There is a resistance-training 201-level concept termed “super sets”, of which most of you are familiar. If you aren’t, then I will cover this here quickly. When your exert your muscles using relatively heavy weights, adenosine triphosphate (ATP) provides the energy required. Think of ATP like a battery that only has about an hour’s worth of charge in it. When you use it, it takes a little while to regenerate itself. Some studies indicate you have about four minutes after such an exertion to get your ATP back above 90 percent and to therefore allow you to make your next set near-maximum effort, making the most of your resistance training. What will you do while you wait?
Supersets allow you to do something while you wait to do your next “primary” set. The simple solution has become to perform a secondary set that opposes your primary set. Examples would be bicep/tricep, quadricep/hamstring, pectoralis/trapezius, latissimus dorsi/deltoid, and so-on as primary/secondary. Not only does this allow you to do something productive with your secondary set, the resistance of the muscles from your primary set is less due to the exertion. In essence, by doing super sets, you are doubling the amount of work you can get done in the four minutes, and you are actually increasing the amount of work you can do in each set! Double bonus!
The next benefit is that you are bumping your heart and respiration rate by doing two sets instead of one every four minutes. In essence, you are getting in a light interval training session. Some will choose instead to do another primary set quickly, to keep the heart rate up, but this is a mistake if you are seeking the body of an athlete. If you want to look like Arnold, then the quick-fire primary sets may be your path, but I implore you to use your time in the gym to instead make you a better you.

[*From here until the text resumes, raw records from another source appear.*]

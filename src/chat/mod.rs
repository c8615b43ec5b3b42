pub mod slack;

use anyhow::Result;
use async_trait::async_trait;
use tokio::sync::mpsc;

use crate::formatter::Reply;

/// A chat message that matched the bot's attention rules, with user and
/// channel names already resolved by the adapter.
#[derive(Debug, Clone, Default, PartialEq)]
pub struct ChatMessage {
    pub text: String,
    pub username: String,
    pub user_id: String,
    pub channel: String,
    pub channel_id: String,
    pub is_im: bool,
}

/// The capabilities the pipeline needs from any chat transport.
#[async_trait]
pub trait ChatAdapter: Send + Sync {
    /// Listens for messages and pushes the matching ones into `sink` until
    /// the transport shuts down. The sink is bounded; adapters drop with a
    /// warning rather than block when the pipeline falls behind.
    async fn listen(&self, sink: mpsc::Sender<ChatMessage>) -> Result<()>;

    /// Posts a rendered reply on its channel.
    async fn reply(&self, reply: &Reply) -> Result<()>;

    /// Extracts the user id out of a rendered user mention.
    fn parse_user_link(&self, user_link: &str) -> Option<String>;

    /// Extracts the channel id out of a rendered channel link.
    fn parse_channel_link(&self, channel_link: &str) -> Option<String>;

    fn get_username(&self, user_id: &str) -> String;

    fn get_user_link(&self, user_id: &str) -> String;

    fn get_channel(&self, channel_id: &str) -> String;

    fn get_channel_link(&self, channel_id: &str) -> String;

    fn is_im(&self, channel_id: &str) -> bool;
}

Can we take this concept further? I say “heck, yes.” I often find a third exercise I can do after my secondary set within any super set to make it a super-duper set (SDS). Some examples would be doing forearm curl after I complete my bicep/tricep portion of the super set, or putting a military press after my chest/back portion of the superset. Why do I do this? There are two very good reasons. The first, I answered above. I can amp up my interval-training benefit of my superset if I throw another unrelated exercise in. There is another reason too.
For most of us, our bodies begin to fatigue significantly at around 50 or 60 minutes into our routine, and I wouldn’t be surprised to find out the fatigue accelerates as the workout continues past that point. If you can keep your workouts to no less than 30 minutes but no greater than an hour, you are probably maximizing the per-hour worth of your time in the gym. If you do super sets, 60 minutes in the gym is about 30 sets maximum. Dr. Michael Colgan claims, in his book “The New Power Program” that after about 24 to 26 sets, you are bumping up against limitations.
What if you could do three super-duper sets, for three major opposing body parts, using up to four sets per exercise? You could do 3 combinations x 3 sets/SDS x 4 SDS/combination = 36 sets in about…4 minutes/SDS x 4 SDS/body part x 3 body parts = 48 minutes! So you can keep your time in the gym within some pretty strict time guidelines that help me fit resistance training into my life. You also maximize the amount of resistance training you get in the gym for that time period, while increasing significantly the interval-training benefits!
Say you want to stick to Dr. Colgan’s recommendation and keep our workout to 26 sets or less? Well, we can do the reverse math and find out that you could either do 3 body groups x 3 sets/SDS x 3 SDS = 27 sets total, which gets you out of the gym in 3 x 3 x 4 = 36 minutes! Also, you don’t always have to do an SDS. Perhaps you want to do an SDS for your pecs/lats/delts and do 4 SDS, which would get you a total of 12 sets, then you could finish with three normal super sets for two more body groups to get you out of the gym with 24 total sets.
Anyway, the point here isn’t to confuse you with math. The point is to consider doing something more in the interval while you are waiting for ATP to regenerate. This will maximize your output per minute in the gym, allowing you to either reduce your gym time or increase the benefit of the time you spend. The side-benefit will be an uptick in your interval/cardio training without having to resort to short rests that prevent ATP regeneration from reaching its full potential. Now go forth and do your Super Duper Sets and reap the many rewards!!!